Abstract
Background
Recent findings from A4, a randomized trial of solanezumab for preclinical Alzheimer’s Disease, and LEARN, an observational study of amyloid negative individuals, suggest that Alzheimer’s biomarkers in cognitively healthy adults are linked to cognitive and clinical progression. Specifically, higher baseline amyloid PET CL and p ‐tau217 levels are associated with greater PACC decline. However, there is considerable heterogeneity in this decline.
Method
We apply a Latent Class Mixed‐Effects Model (LCMM), an approach which combines latent class analysis with mixed effects modeling, to data from both studies to characterize and explore predictors of this heterogeneity. We examine the value of baseline plasma p ‐tau217, amyloid PET, sex, age, education, hippocampal volume, and treatment with solanezumab for predicting class membership and PACC change. Longitudinal trends are modeled with natural cubic splines with two degrees of freedom, and participant‐specific random intercepts and slopes.
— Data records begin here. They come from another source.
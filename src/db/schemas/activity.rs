//! Activity log schema
//!
//! Append-only and immutable once written. The log doubles as the audit
//! trail and as the only record of state transitions: "became active" and
//! "became completed" timestamps are reconstructed from
//! `project.status_changed` entries, there is no separate transition table.

use bson::{doc, oid::ObjectId, DateTime, Document};
use mongodb::options::IndexOptions;
use serde::{Deserialize, Serialize};

use crate::db::mongo::{IntoIndexes, MutMetadata};
use crate::db::schemas::Metadata;

/// Collection name for activity entries
pub const ACTIVITY_COLLECTION: &str = "activity_log";

/// Action tags recorded by this core
pub mod actions {
    pub const TASK_COMPLETED: &str = "task.completed";
    pub const TASK_REOPENED: &str = "task.reopened";
    pub const RESPONSE_SAVED: &str = "response.saved";
    pub const FILE_UPLOADED: &str = "file.uploaded";
    pub const FILE_DELETED: &str = "file.deleted";
    pub const PORTAL_FIRST_VISIT: &str = "portal.first_visit";
    pub const PORTAL_VISIT: &str = "portal.visit";
    pub const STATUS_CHANGED: &str = "project.status_changed";
}

/// Activity log entry stored in MongoDB
#[derive(Serialize, Deserialize, Clone, Debug)]
pub struct ActivityDoc {
    /// MongoDB document ID
    #[serde(skip_serializing_if = "Option::is_none")]
    pub _id: Option<ObjectId>,

    #[serde(default)]
    pub metadata: Metadata,

    /// Space the action happened in
    pub space_id: String,

    /// Actor email; works for both staff and stakeholder identities
    pub actor_email: String,

    /// Action tag, see [`actions`]
    pub action: String,

    /// Optional resource reference
    #[serde(skip_serializing_if = "Option::is_none")]
    pub resource_type: Option<String>,

    #[serde(skip_serializing_if = "Option::is_none")]
    pub resource_id: Option<String>,

    /// Free-form metadata; status changes record `{"from": .., "to": ..}`
    #[serde(default)]
    pub detail: serde_json::Value,

    /// When the action happened
    pub occurred_at: DateTime,
}

impl Default for ActivityDoc {
    fn default() -> Self {
        Self {
            _id: None,
            metadata: Metadata::default(),
            space_id: String::new(),
            actor_email: String::new(),
            action: String::new(),
            resource_type: None,
            resource_id: None,
            detail: serde_json::Value::Null,
            occurred_at: DateTime::MIN,
        }
    }
}

impl ActivityDoc {
    /// Create a new entry timestamped now
    pub fn new(
        space_id: String,
        actor_email: String,
        action: String,
        resource: Option<(String, String)>,
        detail: serde_json::Value,
    ) -> Self {
        let (resource_type, resource_id) = match resource {
            Some((rt, rid)) => (Some(rt), Some(rid)),
            None => (None, None),
        };
        Self {
            _id: None,
            metadata: Metadata::new(),
            space_id,
            actor_email: actor_email.to_lowercase(),
            action,
            resource_type,
            resource_id,
            detail,
            occurred_at: DateTime::now(),
        }
    }

    /// The `to` status recorded by a `project.status_changed` entry, if any
    pub fn status_changed_to(&self) -> Option<&str> {
        if self.action != actions::STATUS_CHANGED {
            return None;
        }
        self.detail.get("to").and_then(|v| v.as_str())
    }

    /// Whether this entry records a portal visit (first or repeat)
    pub fn is_portal_visit(&self) -> bool {
        self.action == actions::PORTAL_FIRST_VISIT || self.action == actions::PORTAL_VISIT
    }
}

impl IntoIndexes for ActivityDoc {
    fn into_indices() -> Vec<(Document, Option<IndexOptions>)> {
        vec![
            (
                doc! { "space_id": 1, "occurred_at": 1 },
                Some(
                    IndexOptions::builder()
                        .name("space_time_index".to_string())
                        .build(),
                ),
            ),
            (
                doc! { "space_id": 1, "actor_email": 1 },
                Some(
                    IndexOptions::builder()
                        .name("space_actor_index".to_string())
                        .build(),
                ),
            ),
        ]
    }
}

impl MutMetadata for ActivityDoc {
    fn mut_metadata(&mut self) -> &mut Metadata {
        &mut self.metadata
    }
}

#[cfg(test)]
mod tests {
    use super::*;

    #[test]
    fn test_status_changed_to() {
        let entry = ActivityDoc::new(
            "s".into(),
            "ops@example.com".into(),
            actions::STATUS_CHANGED.into(),
            None,
            serde_json::json!({ "from": "draft", "to": "active" }),
        );
        assert_eq!(entry.status_changed_to(), Some("active"));

        let other = ActivityDoc::new(
            "s".into(),
            "ops@example.com".into(),
            actions::TASK_COMPLETED.into(),
            None,
            serde_json::json!({ "to": "active" }),
        );
        assert_eq!(other.status_changed_to(), None);
    }

    #[test]
    fn test_actor_email_lowercased() {
        let entry = ActivityDoc::new(
            "s".into(),
            "Client@Example.COM".into(),
            actions::PORTAL_VISIT.into(),
            None,
            serde_json::Value::Null,
        );
        assert_eq!(entry.actor_email, "client@example.com");
        assert!(entry.is_portal_visit());
    }
}
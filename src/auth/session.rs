//! Stakeholder session artifacts
//!
//! Externally invited stakeholders have no platform account. Their portal
//! cookie carries an HS256 JWT scoped to exactly one space and one email.
//! The claims establish identity only; authorization is re-proven against
//! the live membership row on every call, so revoking the row revokes
//! access immediately even for a cryptographically valid, unexpired token.

use jsonwebtoken::{decode, encode, DecodingKey, EncodingKey, Header, Validation};
use serde::{Deserialize, Serialize};
use std::time::{SystemTime, UNIX_EPOCH};

use crate::types::{GangwayError, Result};

/// Payload stored in a stakeholder session token
#[derive(Debug, Clone, Serialize, Deserialize)]
pub struct SessionClaims {
    /// Space the session is scoped to
    pub space_id: String,
    /// Invited email the session identifies
    pub email: String,
    /// Issued at (Unix timestamp)
    pub iat: u64,
    /// Expiration time (Unix timestamp)
    pub exp: u64,
}

/// Signer and verifier for stakeholder session tokens
#[derive(Clone)]
pub struct SessionSigner {
    secret: String,
    expiry_seconds: u64,
}

impl SessionSigner {
    /// Create a new signer
    ///
    /// Returns an error if the secret is empty or too short
    pub fn new(secret: String, expiry_seconds: u64) -> Result<Self> {
        if secret.is_empty() {
            return Err(GangwayError::Config(
                "SESSION_SECRET is required in production mode".into(),
            ));
        }

        if secret.len() < 32 {
            return Err(GangwayError::Config(
                "SESSION_SECRET must be at least 32 characters".into(),
            ));
        }

        Ok(Self {
            secret,
            expiry_seconds,
        })
    }

    /// Create a signer for dev mode (fixed insecure secret)
    pub fn new_dev() -> Self {
        Self {
            secret: "dev-mode-secret-not-for-production-use-123456".into(),
            expiry_seconds: 14 * 24 * 60 * 60,
        }
    }

    /// Issue a session token for an invited stakeholder
    pub fn issue(&self, space_id: &str, email: &str) -> Result<String> {
        let now = SystemTime::now()
            .duration_since(UNIX_EPOCH)
            .map_err(|e| GangwayError::Session(format!("System time error: {}", e)))?
            .as_secs();

        let claims = SessionClaims {
            space_id: space_id.to_string(),
            email: email.to_lowercase(),
            iat: now,
            exp: now + self.expiry_seconds,
        };

        let token = encode(
            &Header::default(),
            &claims,
            &EncodingKey::from_secret(self.secret.as_bytes()),
        )
        .map_err(|e| GangwayError::Session(format!("Failed to issue session: {}", e)))?;

        Ok(token)
    }

    /// Verify and decode a session token. A valid result identifies the
    /// caller; it does not authorize anything by itself.
    pub fn verify(&self, token: &str) -> Result<SessionClaims> {
        let validation = Validation::default();

        match decode::<SessionClaims>(
            token,
            &DecodingKey::from_secret(self.secret.as_bytes()),
            &validation,
        ) {
            Ok(data) => Ok(data.claims),
            Err(err) => {
                use jsonwebtoken::errors::ErrorKind;
                let msg = match err.kind() {
                    ErrorKind::ExpiredSignature => "Session expired",
                    ErrorKind::InvalidToken => "Invalid session token",
                    ErrorKind::InvalidSignature => "Invalid session signature",
                    _ => "Session validation failed",
                };
                Err(GangwayError::Session(msg.into()))
            }
        }
    }
}

#[cfg(test)]
mod tests {
    use super::*;

    fn test_signer() -> SessionSigner {
        SessionSigner::new(
            "test-secret-that-is-at-least-32-characters-long".into(),
            3600,
        )
        .unwrap()
    }

    #[test]
    fn test_issue_and_verify() {
        let signer = test_signer();
        let token = signer.issue("space-1", "Client@Example.com").unwrap();
        assert!(!token.is_empty());

        let claims = signer.verify(&token).unwrap();
        assert_eq!(claims.space_id, "space-1");
        assert_eq!(claims.email, "client@example.com");
        assert!(claims.exp > claims.iat);
    }

    #[test]
    fn test_invalid_token_rejected() {
        let signer = test_signer();
        assert!(matches!(
            signer.verify("not-a-token"),
            Err(GangwayError::Session(_))
        ));
    }

    #[test]
    fn test_wrong_secret_rejected() {
        let signer1 = test_signer();
        let signer2 = SessionSigner::new(
            "different-secret-that-is-at-least-32-chars".into(),
            3600,
        )
        .unwrap();

        let token = signer1.issue("space-1", "client@example.com").unwrap();
        assert!(signer2.verify(&token).is_err());
    }

    #[test]
    fn test_secret_validation() {
        assert!(SessionSigner::new("short".into(), 3600).is_err());
        assert!(SessionSigner::new("".into(), 3600).is_err());
        assert!(SessionSigner::new("this-secret-is-at-least-32-chars-long".into(), 3600).is_ok());
    }
}
//! Progress engine
//!
//! Walks a space's pages, blocks, responses, and files and reduces them to a
//! single stable notion of percent complete, plus overdue and at-risk
//! signals. Three item categories count: tasks (both block shapes), form
//! questions (meaningfully answered or not), and file-upload blocks (one
//! unit each). Everything here is pure over a [`SpaceView`]; the service at
//! the bottom recomputes on every call and never caches.

pub mod tasks;

use chrono::Utc;
use serde::Serialize;

use crate::content::{answer_is_meaningful, form_answers, task_status_map, BlockContent};
use crate::db::schemas::{BlockDoc, FileDoc, ResponseDoc};
use crate::db::views::SpaceView;
use crate::db::{MongoClient, ViewLoader};
use crate::ids;
use crate::types::Result;

pub use tasks::{collect_tasks, is_at_risk, is_overdue, list_overdue_tasks, list_upcoming_tasks, TaskRef};

/// Today as the calendar-date string all due-date comparisons use
pub fn today_string() -> String {
    Utc::now().date_naive().format("%Y-%m-%d").to_string()
}

/// Space-level completion metrics
#[derive(Clone, Debug, Default, PartialEq, Eq, Serialize)]
pub struct SpaceProgress {
    pub total_tasks: u32,
    pub completed_tasks: u32,
    pub total_forms: u32,
    pub answered_forms: u32,
    pub total_files: u32,
    pub uploaded_files: u32,
    pub progress_percentage: u32,
}

/// Per-page completion metrics
#[derive(Clone, Debug, Default, PartialEq, Eq, Serialize)]
pub struct PageProgress {
    pub page_id: String,
    pub total_items: u32,
    pub completed_items: u32,
    pub progress_percentage: u32,
}

#[derive(Clone, Copy, Debug, Default)]
struct Counts {
    task_total: u32,
    task_done: u32,
    form_total: u32,
    form_done: u32,
    file_total: u32,
    file_done: u32,
}

impl Counts {
    fn add(&mut self, other: Counts) {
        self.task_total += other.task_total;
        self.task_done += other.task_done;
        self.form_total += other.form_total;
        self.form_done += other.form_done;
        self.file_total += other.file_total;
        self.file_done += other.file_done;
    }

    fn items(&self) -> (u32, u32) {
        (
            self.task_total + self.form_total + self.file_total,
            self.task_done + self.form_done + self.file_done,
        )
    }
}

fn percent(done: u32, total: u32, when_empty: u32) -> u32 {
    if total == 0 {
        when_empty
    } else {
        (100.0 * f64::from(done) / f64::from(total)).round() as u32
    }
}

/// Count one block's items. Unknown types and malformed content contribute
/// zero items.
fn count_block(block: &BlockDoc, response: Option<&ResponseDoc>, files: &[FileDoc]) -> Counts {
    let mut counts = Counts::default();

    match BlockContent::parse(&block.block_type, &block.content) {
        BlockContent::TaskList(list) => {
            let statuses = response
                .map(|r| task_status_map(&r.value))
                .unwrap_or_default();
            for task in &list.tasks {
                counts.task_total += 1;
                if statuses
                    .get(&task.id)
                    .copied()
                    .unwrap_or_default()
                    .is_completed()
                {
                    counts.task_done += 1;
                }
            }
        }
        BlockContent::ActionPlan(plan) => {
            let statuses = response
                .map(|r| task_status_map(&r.value))
                .unwrap_or_default();
            for milestone in &plan.milestones {
                for task in &milestone.tasks {
                    counts.task_total += 1;
                    let key = ids::milestone_task_key(&milestone.id, &task.id);
                    if statuses.get(&key).copied().unwrap_or_default().is_completed() {
                        counts.task_done += 1;
                    }
                }
            }
        }
        BlockContent::Form(form) => {
            let answers = response.map(|r| form_answers(&r.value)).unwrap_or_default();
            for question in &form.questions {
                counts.form_total += 1;
                if answers
                    .get(&question.id)
                    .is_some_and(answer_is_meaningful)
                {
                    counts.form_done += 1;
                }
            }
        }
        BlockContent::FileUpload(_) => {
            // one unit per block, complete with at least one live file
            counts.file_total += 1;
            if !files.is_empty() {
                counts.file_done += 1;
            }
        }
        BlockContent::Checklist(_) | BlockContent::Passive => {}
    }

    counts
}

fn count_view(view: &SpaceView, page_id: Option<&str>) -> Counts {
    let mut totals = Counts::default();
    for block in &view.blocks {
        if page_id.is_some_and(|p| p != block.page_id) {
            continue;
        }
        let response = view.responses.get(&block.block_id);
        let files = view
            .files
            .get(&block.block_id)
            .map(Vec::as_slice)
            .unwrap_or(&[]);
        totals.add(count_block(block, response, files));
    }
    totals
}

/// Space-level aggregate; a space with no countable items reads 0%.
pub fn compute_space_progress(view: &SpaceView) -> SpaceProgress {
    let counts = count_view(view, None);
    let (total, done) = counts.items();
    SpaceProgress {
        total_tasks: counts.task_total,
        completed_tasks: counts.task_done,
        total_forms: counts.form_total,
        answered_forms: counts.form_done,
        total_files: counts.file_total,
        uploaded_files: counts.file_done,
        progress_percentage: percent(done, total, 0),
    }
}

/// Per-page aggregates. A page with no countable items reads 100%: nothing
/// actionable means done. This deliberately differs from the space-level 0%
/// default; both are exercised by existing callers.
pub fn compute_progress_per_page(view: &SpaceView) -> Vec<PageProgress> {
    view.pages
        .iter()
        .map(|page| {
            let counts = count_view(view, Some(&page.page_id));
            let (total, done) = counts.items();
            PageProgress {
                page_id: page.page_id.clone(),
                total_items: total,
                completed_items: done,
                progress_percentage: percent(done, total, 100),
            }
        })
        .collect()
}

/// Async entry points over live data
#[derive(Clone)]
pub struct ProgressService {
    loader: ViewLoader,
}

impl ProgressService {
    pub async fn new(client: &MongoClient) -> Result<Self> {
        Ok(Self {
            loader: ViewLoader::new(client).await?,
        })
    }

    pub async fn compute_space_progress(&self, space_id: &str) -> Result<SpaceProgress> {
        let view = self.loader.load_space_view(space_id).await?;
        Ok(compute_space_progress(&view))
    }

    pub async fn compute_progress_per_page(&self, space_id: &str) -> Result<Vec<PageProgress>> {
        let view = self.loader.load_space_view(space_id).await?;
        Ok(compute_progress_per_page(&view))
    }

    pub async fn list_upcoming_tasks(&self, space_id: &str) -> Result<Vec<TaskRef>> {
        let view = self.loader.load_space_view(space_id).await?;
        Ok(list_upcoming_tasks(&view, &today_string()))
    }

    pub async fn list_overdue_tasks(&self, space_id: &str) -> Result<Vec<TaskRef>> {
        let view = self.loader.load_space_view(space_id).await?;
        Ok(list_overdue_tasks(&view, &today_string()))
    }
}


#[cfg(test)]
mod tests {
    use super::test_fixtures::*;
    use super::*;
    use crate::content::block_types;
    use crate::db::schemas::SpaceStatus;
    use serde_json::json;

    #[test]
    fn test_mixed_space_accounting() {
        let view = sample_space_view();
        let progress = compute_space_progress(&view);
        assert_eq!(progress.total_tasks, 4);
        assert_eq!(progress.completed_tasks, 2);
        assert_eq!(progress.total_forms, 1);
        assert_eq!(progress.answered_forms, 0);
        assert_eq!(progress.total_files, 1);
        assert_eq!(progress.uploaded_files, 0);
        // round(100 * 2 / 6)
        assert_eq!(progress.progress_percentage, 33);
    }

    #[test]
    fn test_spec_scenario_twenty_five_percent() {
        // one plain-task block (2 tasks, one completed), one form block
        // (1 question, unanswered), one upload block (no files)
        let sid = "space-s";
        let pid = "page-s";
        let view = assemble(
            make_space(sid, SpaceStatus::Active),
            vec![make_page(sid, pid)],
            vec![
                make_block(
                    sid,
                    pid,
                    "b1",
                    block_types::TASK_LIST,
                    json!({ "tasks": [ { "id": "t1" }, { "id": "t2" } ] }),
                ),
                make_block(
                    sid,
                    pid,
                    "b2",
                    block_types::FORM,
                    json!({ "questions": [ { "id": "q1" } ] }),
                ),
                make_block(sid, pid, "b3", block_types::FILE_UPLOAD, json!({})),
            ],
            vec![make_response(sid, "b1", json!({ "t1": "completed" }))],
            vec![],
        );

        let progress = compute_space_progress(&view);
        assert_eq!(progress.total_tasks, 2);
        assert_eq!(progress.completed_tasks, 1);
        assert_eq!(progress.total_forms, 1);
        assert_eq!(progress.answered_forms, 0);
        assert_eq!(progress.total_files, 1);
        assert_eq!(progress.uploaded_files, 0);
        assert_eq!(progress.progress_percentage, 25);
    }

    #[test]
    fn test_empty_space_is_zero_percent() {
        let progress = compute_space_progress(&empty_space_view());
        assert_eq!(progress.progress_percentage, 0);
        assert_eq!(progress.total_tasks, 0);
    }

    #[test]
    fn test_empty_page_is_hundred_percent() {
        // intentional asymmetry from the space-level 0% default
        let sid = "space-p";
        let view = assemble(
            make_space(sid, SpaceStatus::Active),
            vec![
                make_page(sid, "p1"),
                make_page(sid, "p2"),
            ],
            vec![make_block(
                sid,
                "p1",
                "b1",
                block_types::TASK_LIST,
                json!({ "tasks": [ { "id": "t1" } ] }),
            )],
            vec![],
            vec![],
        );

        let pages = compute_progress_per_page(&view);
        assert_eq!(pages.len(), 2);
        assert_eq!(pages[0].page_id, "p1");
        assert_eq!(pages[0].progress_percentage, 0);
        assert_eq!(pages[1].page_id, "p2");
        assert_eq!(pages[1].total_items, 0);
        assert_eq!(pages[1].progress_percentage, 100);
    }

    #[test]
    fn test_toggle_moves_completed_by_exactly_one() {
        let mut view = sample_space_view();
        let before = compute_space_progress(&view);

        // complete t2 in the plain-task block
        view.responses.get_mut("block-tasks").unwrap().value = json!({
            "t1": "completed",
            "t2": "completed",
        });
        let after = compute_space_progress(&view);
        assert_eq!(after.completed_tasks, before.completed_tasks + 1);
        assert_eq!(after.total_tasks, before.total_tasks);

        // reopen it again
        view.responses.get_mut("block-tasks").unwrap().value = json!({ "t1": "completed" });
        let back = compute_space_progress(&view);
        assert_eq!(back, before);
    }

    #[test]
    fn test_upload_block_completes_with_one_file() {
        let mut view = sample_space_view();
        view.files
            .entry("block-upload".into())
            .or_default()
            .push(make_file("space-1", "block-upload", "f1"));
        let progress = compute_space_progress(&view);
        assert_eq!(progress.uploaded_files, 1);
        // still one unit even with more files
        view.files
            .get_mut("block-upload")
            .unwrap()
            .push(make_file("space-1", "block-upload", "f2"));
        let again = compute_space_progress(&view);
        assert_eq!(again.total_files, 1);
        assert_eq!(again.uploaded_files, 1);
    }

    #[test]
    fn test_meaningful_answers_count() {
        let mut view = sample_space_view();
        // empty-shell answer does not count
        view.responses.insert(
            "block-form".into(),
            make_response("space-1", "block-form", json!({ "q1": "   " })),
        );
        assert_eq!(compute_space_progress(&view).answered_forms, 0);

        view.responses.insert(
            "block-form".into(),
            make_response("space-1", "block-form", json!({ "q1": "Jane Doe" })),
        );
        assert_eq!(compute_space_progress(&view).answered_forms, 1);
    }

    #[test]
    fn test_orphaned_response_entries_are_ignored() {
        let mut view = sample_space_view();
        // status for a task no longer present in the block content
        view.responses.get_mut("block-tasks").unwrap().value = json!({
            "t1": "completed",
            "ghost": "completed",
        });
        let progress = compute_space_progress(&view);
        assert_eq!(progress.total_tasks, 4);
        assert_eq!(progress.completed_tasks, 2);
    }

    #[test]
    fn test_checklist_blocks_contribute_zero_items() {
        let mut view = sample_space_view();
        view.blocks.push(make_block(
            "space-1",
            "page-1",
            "block-checklist",
            block_types::CHECKLIST,
            json!({ "items": [ { "id": "c1", "label": "Orientation" } ] }),
        ));
        let progress = compute_space_progress(&view);
        assert_eq!(progress.total_tasks, 4);
        assert_eq!(progress.total_forms, 1);
        assert_eq!(progress.total_files, 1);
    }

    #[test]
    fn test_corrupt_block_cannot_break_the_aggregate() {
        let mut view = sample_space_view();
        view.blocks.push(make_block(
            "space-1",
            "page-1",
            "block-bad",
            block_types::TASK_LIST,
            json!("total garbage"),
        ));
        let progress = compute_space_progress(&view);
        assert_eq!(progress.total_tasks, 4);
    }

    #[test]
    fn test_recompute_is_idempotent() {
        let view = sample_space_view();
        assert_eq!(compute_space_progress(&view), compute_space_progress(&view));
        assert_eq!(
            compute_progress_per_page(&view),
            compute_progress_per_page(&view)
        );
    }
}
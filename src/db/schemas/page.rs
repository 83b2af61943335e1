//! Page document schema
//!
//! An ordered, soft-deletable container of blocks within a space.

use bson::{doc, oid::ObjectId, Document};
use mongodb::options::IndexOptions;
use serde::{Deserialize, Serialize};

use crate::db::mongo::{IntoIndexes, MutMetadata};
use crate::db::schemas::Metadata;

/// Collection name for pages
pub const PAGE_COLLECTION: &str = "pages";

/// Page document stored in MongoDB
#[derive(Serialize, Deserialize, Clone, Debug, Default)]
pub struct PageDoc {
    /// MongoDB document ID
    #[serde(skip_serializing_if = "Option::is_none")]
    pub _id: Option<ObjectId>,

    #[serde(default)]
    pub metadata: Metadata,

    /// Canonical page id token
    pub page_id: String,

    /// Owning space
    pub space_id: String,

    /// Human title
    pub title: String,

    /// URL-safe slug, unique within the space (enforced by the authoring
    /// collaborator; only stored here)
    pub slug: String,

    /// Sort position within the space
    #[serde(default)]
    pub position: i32,

    /// Whether invited stakeholders may see this page
    #[serde(default = "default_true")]
    pub visible_to_members: bool,
}

fn default_true() -> bool {
    true
}

impl IntoIndexes for PageDoc {
    fn into_indices() -> Vec<(Document, Option<IndexOptions>)> {
        vec![
            (
                doc! { "page_id": 1 },
                Some(
                    IndexOptions::builder()
                        .unique(true)
                        .name("page_id_unique".to_string())
                        .build(),
                ),
            ),
            (
                doc! { "space_id": 1, "position": 1 },
                Some(
                    IndexOptions::builder()
                        .name("space_position_index".to_string())
                        .build(),
                ),
            ),
        ]
    }
}

impl MutMetadata for PageDoc {
    fn mut_metadata(&mut self) -> &mut Metadata {
        &mut self.metadata
    }
}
Bayesian Information Criterion (BIC) and Integrated Completed Likelihood (ICL) are used to identify the optimal number of classes.
Result
We identify two latent classes (non‐decliners and decliners) of PACC progression in A4 and LEARN with 81.2% of A4 participants and 98.7% of LEARN participants predicted to belong to the cognitively stable class, namely the non‐decliners. Table 1 details baseline characteristics by latent class. Decliners had a greater proportion of APOE ε4 carriers, and greater mean age, amyloid PET CL values, p ‐tau217 values, and hippocampal atrophy. In the LCMM, p ‐tau217 levels (p <0.001), amyloid PET CL values (p <0.001), and hippocampal volume (p =0.007) were significant predictors of latent class, while sex and education were not. Additionally, PACC decliners showed worse mean CFI scores over time, and greater CDR global progression (Figure 1). Figure 2 demonstrates the individual PACC trajectories colored by predicted latent classes.
Conclusion
The analysis shows striking divergent classes, with p ‐tau217 levels and amyloid PET CL values emerging as strong group‐level predictors of class membership. However, neither biomarker is an accurate individual‐level classifier of latent class. This analysis suggests that more sensitive cognitive measures or longer follow‐up will be needed to detect a therapeutic benefit on cognition for most individuals, and supportive biomarker evidence will be essential for regulatory approval.